Saying that war is always evil, Carter, calling himself a "citizen
of a troubled world", also made veiled criticisms of U.S. President
George W. Bush for opposing UN-led schemes to protect the
environment or to create an international criminal court, and urged the world
to accept UN leadership in tackling challenges from the Middle East to
global poverty.
"Global challenges must be met with an emphasis on peace, in
harmony with others, with strong alliances and international consensus,"
Carter told a ceremony in Oslo City Hall after collecting a Nobel
gold medal and diploma to a standing ovation.
"Imperfect as it may be, there is no doubt that this can best be
done through the United Nations," said the 78-year-old Democrat, who was
U.S. president from 1977-81.

"War may sometimes be a necessary evil," Carter told an audience of
about 1,000 people including his wife Rosalynn and Norway's King
Harald and Queen Sonja.
"But no matter how necessary, it is always an evil, never a good.
We will not learn how to live together in peace by killing each
other's children," he said.

Carter, who almost won the prize in 1978 for brokering an
Israeli-Egyptian peace deal, also said "the world is, in many ways,
a  more dangerous place" in the new millennium because of civil wars
and "appalling acts of terrorism."
The head of the Nobel Committee, Gunnar Berge, said Carter was
honoured for decades working for peace, democracy and human rights.
Berge did not mention that he had said two months ago, in
announcing the prize, that he also reckoned it was a "kick in the leg" to
Bush's policy on Iraq.
"Jimmy Carter will probably not go down in history as the most
effective president. But he is certainly the best ex-president the
country ever had," he said.

Carter reiterated calls on Iraqi President Saddam Hussein to comply
fully with UN weapons inspectors and warned powerful nations
against launching wars in a bid to prevent bigger conflicts.

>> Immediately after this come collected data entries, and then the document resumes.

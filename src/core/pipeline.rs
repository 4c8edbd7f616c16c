//! Entry pipeline: drives one entry through transcription and summarization.
//!
//! Each stage transition is an explicit call. A transition is validated on
//! the entry, logged, then the backend is called under a timeout and the
//! outcome is applied and logged. Failures keep whatever the entry already
//! had and can be retried from the failed stage.
//!
//! Only one backend call may be in flight per entry. A second call while one
//! is pending fails with [`PipelineError::Busy`] instead of racing; across
//! processes the entry log's advisory lock enforces the same rule.

use std::path::PathBuf;
use std::sync::atomic::{AtomicBool, Ordering};
use std::sync::{Arc, Mutex, MutexGuard};
use std::time::{Duration, Instant};

use thiserror::Error;
use tracing::{debug, error, info, instrument, warn};

use crate::adapters::{with_timeout, AudioUpload, BackendError, JournalBackend};
use crate::domain::{
    mime_for_path, AudioRef, EntryAction, EntryEvent, EntryEventType, JournalEntry, Stage, StageKind, Summary,
    TransitionError,
};

use super::entry_store::{hash_bytes, hash_file, EntryLock, EntryLog, EntryLogError};
use super::session::SessionManager;

/// Entry pipeline failures
#[derive(Debug, Error)]
pub enum PipelineError {
    #[error("transcription failed: {0}")]
    TranscriptionFailed(BackendError),

    #[error("summarization failed: {0}")]
    SummarizationFailed(BackendError),

    #[error("not logged in, or the session was rejected")]
    Unauthorized,

    #[error("transcript is empty")]
    EmptyTranscript,

    #[error("audio unavailable at {path}: {reason}")]
    AudioUnavailable { path: PathBuf, reason: String },

    #[error("{0} is not a supported audio format")]
    UnsupportedAudio(PathBuf),

    #[error("audio is {actual} bytes, limit is {limit}")]
    AudioTooLarge { actual: u64, limit: u64 },

    #[error("audio at {0} changed since the entry was created")]
    AudioChanged(PathBuf),

    #[error("cannot {action} while entry is {stage}")]
    InvalidTransition { stage: Stage, action: EntryAction },

    #[error("entry already has a request in flight")]
    Busy,

    #[error("entry log error: {0}")]
    Log(#[from] EntryLogError),
}

impl From<TransitionError> for PipelineError {
    fn from(err: TransitionError) -> Self {
        match err {
            TransitionError::Invalid { stage, action } => {
                PipelineError::InvalidTransition { stage, action }
            }
            TransitionError::EmptyTranscript => PipelineError::EmptyTranscript,
        }
    }
}

/// Timeouts and limits applied to backend calls
#[derive(Debug, Clone)]
pub struct PipelineSettings {
    pub transcribe_timeout: Duration,
    pub summarize_timeout: Duration,
    pub max_audio_bytes: u64,
}

impl Default for PipelineSettings {
    fn default() -> Self {
        Self {
            transcribe_timeout: Duration::from_secs(300),
            summarize_timeout: Duration::from_secs(60),
            max_audio_bytes: 25 * 1024 * 1024,
        }
    }
}

/// Inspect an audio file and build a reference to it
pub async fn inspect_audio(
    path: impl Into<PathBuf>,
    max_bytes: u64,
) -> Result<AudioRef, PipelineError> {
    let path = path.into();
    // The backend rejects non-audio uploads, so don't spend an upload finding out
    if mime_for_path(&path).is_none() {
        return Err(PipelineError::UnsupportedAudio(path));
    }

    let unavailable = |e: std::io::Error| PipelineError::AudioUnavailable {
        path: path.clone(),
        reason: e.to_string(),
    };

    let metadata = tokio::fs::metadata(&path).await.map_err(unavailable)?;
    if !metadata.is_file() {
        return Err(PipelineError::AudioUnavailable {
            path: path.clone(),
            reason: "not a file".to_string(),
        });
    }
    if metadata.len() > max_bytes {
        return Err(PipelineError::AudioTooLarge {
            actual: metadata.len(),
            limit: max_bytes,
        });
    }

    let hash = hash_file(&path).await.map_err(unavailable)?;
    AudioRef::new(path.clone(), metadata.len(), hash).ok_or(PipelineError::UnsupportedAudio(path))
}

/// Clears the in-flight flag (and releases the entry lock) on drop
struct InFlight<'a> {
    flag: &'a AtomicBool,
    _lock: Option<EntryLock>,
}

impl Drop for InFlight<'_> {
    fn drop(&mut self) {
        self.flag.store(false, Ordering::SeqCst);
    }
}

/// Orchestrates the stages of one entry
pub struct EntryPipeline {
    backend: Arc<dyn JournalBackend>,
    entry: Mutex<JournalEntry>,
    log: Option<EntryLog>,
    in_flight: AtomicBool,
    settings: PipelineSettings,
}

impl EntryPipeline {
    /// Create a pipeline over an in-memory entry
    pub fn new(
        backend: Arc<dyn JournalBackend>,
        entry: JournalEntry,
        settings: PipelineSettings,
    ) -> Self {
        Self {
            backend,
            entry: Mutex::new(entry),
            log: None,
            in_flight: AtomicBool::new(false),
            settings,
        }
    }

    /// Record every transition in `log`
    pub fn with_log(mut self, log: EntryLog) -> Self {
        self.log = Some(log);
        self
    }

    fn lock_entry(&self) -> MutexGuard<'_, JournalEntry> {
        self.entry.lock().unwrap_or_else(|e| e.into_inner())
    }

    /// Snapshot of the entry
    pub fn entry(&self) -> JournalEntry {
        self.lock_entry().clone()
    }

    pub fn stage(&self) -> Stage {
        self.lock_entry().stage
    }

    pub fn is_busy(&self) -> bool {
        self.in_flight.load(Ordering::SeqCst)
    }

    fn begin(&self) -> Result<InFlight<'_>, PipelineError> {
        if self
            .in_flight
            .compare_exchange(false, true, Ordering::SeqCst, Ordering::SeqCst)
            .is_err()
        {
            return Err(PipelineError::Busy);
        }

        // Guard first so the flag is cleared if locking fails
        let mut guard = InFlight {
            flag: &self.in_flight,
            _lock: None,
        };
        if let Some(log) = &self.log {
            guard._lock = Some(log.try_lock()?.ok_or(PipelineError::Busy)?);
        }
        Ok(guard)
    }

    /// Validate a transition on a copy, log it, then publish it.
    async fn commit<F>(&self, event: EntryEvent, transition: F) -> Result<JournalEntry, PipelineError>
    where
        F: FnOnce(&mut JournalEntry) -> Result<(), TransitionError>,
    {
        let mut next = self.entry();
        transition(&mut next)?;

        if let Some(log) = &self.log {
            log.append(&event).await?;
        }

        *self.lock_entry() = next.clone();
        Ok(next)
    }

    /// Apply the outcome of a backend call, then log it.
    ///
    /// The outcome is published even when the log write fails, so the entry
    /// never stays in an in-flight stage. The log error is returned after.
    /// On the next load the unfinished `*Started` event settles as
    /// interrupted.
    async fn settle<F>(&self, event: EntryEvent, transition: F) -> Result<JournalEntry, PipelineError>
    where
        F: FnOnce(&mut JournalEntry) -> Result<(), TransitionError>,
    {
        let mut next = self.entry();
        transition(&mut next)?;
        *self.lock_entry() = next.clone();

        if let Some(log) = &self.log {
            if let Err(e) = log.append(&event).await {
                error!(event = ?event.event_type, error = %e, "Outcome applied but not logged");
                return Err(e.into());
            }
        }
        Ok(next)
    }

    async fn read_audio(&self, audio: &AudioRef) -> Result<AudioUpload, PipelineError> {
        let bytes = tokio::fs::read(&audio.path)
            .await
            .map_err(|e| PipelineError::AudioUnavailable {
                path: audio.path.clone(),
                reason: e.to_string(),
            })?;

        if bytes.len() as u64 > self.settings.max_audio_bytes {
            return Err(PipelineError::AudioTooLarge {
                actual: bytes.len() as u64,
                limit: self.settings.max_audio_bytes,
            });
        }
        if hash_bytes(&bytes) != audio.content_hash {
            return Err(PipelineError::AudioChanged(audio.path.clone()));
        }

        Ok(AudioUpload {
            file_name: audio.file_name.clone(),
            mime_type: audio.mime_type.clone(),
            bytes,
        })
    }

    /// Send the entry's audio for transcription.
    ///
    /// Valid from `Empty` and from a failed transcription.
    #[instrument(skip(self), fields(entry_id = %self.entry().id))]
    pub async fn transcribe(&self) -> Result<String, PipelineError> {
        let _in_flight = self.begin()?;

        let snapshot = self.entry();
        if !matches!(
            snapshot.stage,
            Stage::Empty
                | Stage::Failed {
                    during: StageKind::Transcription
                }
        ) {
            return Err(PipelineError::InvalidTransition {
                stage: snapshot.stage,
                action: EntryAction::Transcribe,
            });
        }
        let upload = self.read_audio(&snapshot.audio).await?;

        let id = snapshot.id;
        self.commit(
            EntryEvent::new(id, EntryEventType::TranscriptionStarted),
            |e| e.begin_transcription(),
        )
        .await?;
        info!(bytes = upload.bytes.len(), "Transcription started");

        let started = Instant::now();
        let result = with_timeout(
            self.settings.transcribe_timeout,
            self.backend.transcribe(upload),
        )
        .await;
        let duration_ms = started.elapsed().as_millis() as u64;

        match result {
            Ok(transcript) => {
                let event = EntryEvent::new(id, EntryEventType::TranscriptionCompleted)
                    .with_transcript(transcript.clone())
                    .with_duration(duration_ms);
                let text = transcript.clone();
                self.settle(event, move |e| e.complete_transcription(text))
                    .await?;

                info!(duration_ms, chars = transcript.len(), "Transcription completed");
                Ok(transcript)
            }
            Err(e) => {
                error!(duration_ms, error = %e, "Transcription failed");

                let message = e.to_string();
                let event = EntryEvent::new(id, EntryEventType::TranscriptionFailed)
                    .with_error(message.clone())
                    .with_duration(duration_ms);
                self.settle(event, move |entry| entry.fail(message)).await?;

                Err(PipelineError::TranscriptionFailed(e))
            }
        }
    }

    /// Replace the transcript before summarizing
    pub async fn edit_transcript(&self, transcript: impl Into<String>) -> Result<(), PipelineError> {
        let _in_flight = self.begin()?;
        let transcript = transcript.into();
        let id = self.entry().id;

        let event = EntryEvent::new(id, EntryEventType::TranscriptEdited)
            .with_transcript(transcript.clone());
        self.commit(event, move |e| e.edit_transcript(transcript))
            .await?;

        debug!(%id, "Transcript edited");
        Ok(())
    }

    /// Send the transcript for summarization under the session's credential.
    ///
    /// Valid from `Transcribed` and from a failed summarization. The backend
    /// looks up the user's goals and principles by identity; nothing from the
    /// local profile draft is sent.
    #[instrument(skip(self, session), fields(entry_id = %self.entry().id))]
    pub async fn summarize(&self, session: &SessionManager) -> Result<Summary, PipelineError> {
        let _in_flight = self.begin()?;

        let credential = session.credential().ok_or(PipelineError::Unauthorized)?;

        let id = self.entry().id;
        let started_entry = self
            .commit(
                EntryEvent::new(id, EntryEventType::SummarizationStarted),
                |e| e.begin_summarization(),
            )
            .await?;
        // begin_summarization guarantees a non-empty transcript
        let transcript = started_entry.transcript.unwrap_or_default();
        info!(chars = transcript.len(), "Summarization started");

        let started = Instant::now();
        let result = with_timeout(
            self.settings.summarize_timeout,
            self.backend.summarize(&credential, &transcript),
        )
        .await;
        let duration_ms = started.elapsed().as_millis() as u64;

        match result {
            Ok(summary) => {
                let event = EntryEvent::new(id, EntryEventType::SummarizationCompleted)
                    .with_summary(summary.clone())
                    .with_duration(duration_ms);
                let applied = summary.clone();
                self.settle(event, move |e| e.complete_summarization(applied))
                    .await?;

                info!(duration_ms, "Summarization completed");
                Ok(summary)
            }
            Err(e) => {
                let rejected = e == BackendError::Unauthorized;
                if rejected {
                    session.on_unauthorized();
                    warn!("Summarization rejected: session is no longer valid");
                } else {
                    error!(duration_ms, error = %e, "Summarization failed");
                }

                let message = e.to_string();
                let event = EntryEvent::new(id, EntryEventType::SummarizationFailed)
                    .with_error(message.clone())
                    .with_duration(duration_ms);
                self.settle(event, move |entry| entry.fail(message)).await?;

                if rejected {
                    return Err(PipelineError::Unauthorized);
                }
                Err(PipelineError::SummarizationFailed(e))
            }
        }
    }

    /// Re-run the call that failed last, with the same inputs
    pub async fn retry(&self, session: &SessionManager) -> Result<JournalEntry, PipelineError> {
        match self.stage() {
            Stage::Failed {
                during: StageKind::Transcription,
            } => {
                self.transcribe().await?;
            }
            Stage::Failed {
                during: StageKind::Summarization,
            } => {
                self.summarize(session).await?;
            }
            stage => {
                return Err(PipelineError::InvalidTransition {
                    stage,
                    action: EntryAction::Retry,
                })
            }
        }
        Ok(self.entry())
    }
}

Carter told CNN in a later interview that the UN Security Council
should have the final word in deciding if there should be a war
against Iraq - even though nations including China and Russia a
veto on the Council.
He said he "hoped and expected" that Bush would submit to UN
decisions. Asked if he would have risked UN vetoes for key U.S.
policies when he was president, he said: "'Welcome' is maybe not
the right word. I would have accepted it."
Carter also made a plea for acceptance of global standards on
issues including a ban on landmines, creation of an international criminal
court to try war crimes and schemes to combat global warming mainly
caused by burning fossil fuels.

"Those agreements already adopted must be fully implemented, and
others should be pursued aggressively," Carter said. Bush has
declined
to sign up to several key global pacts.

Carter also praised the United States, saying it had used its power
with restraint in the past. "We have not assumed that super
strength guarantees super wisdom," he said.
Carter said he had previously pointed to "the growing chasm between
the richest and poorest people on earth" as the main challenge of
the millennium.

"The results of this disparity are root causes of most of the
world's unresolved problems, including starvation, illiteracy,
environmental degradation, violent conflict and unnecessary illnesses that range
from Guinea worm to HIV/AIDS," he said.
Carter later waved to a crowd of several hundred people in a
traditional torchlit march past his hotel in freezing cold. He was
to attend a Nobel banquet, with peanut cake on the menu.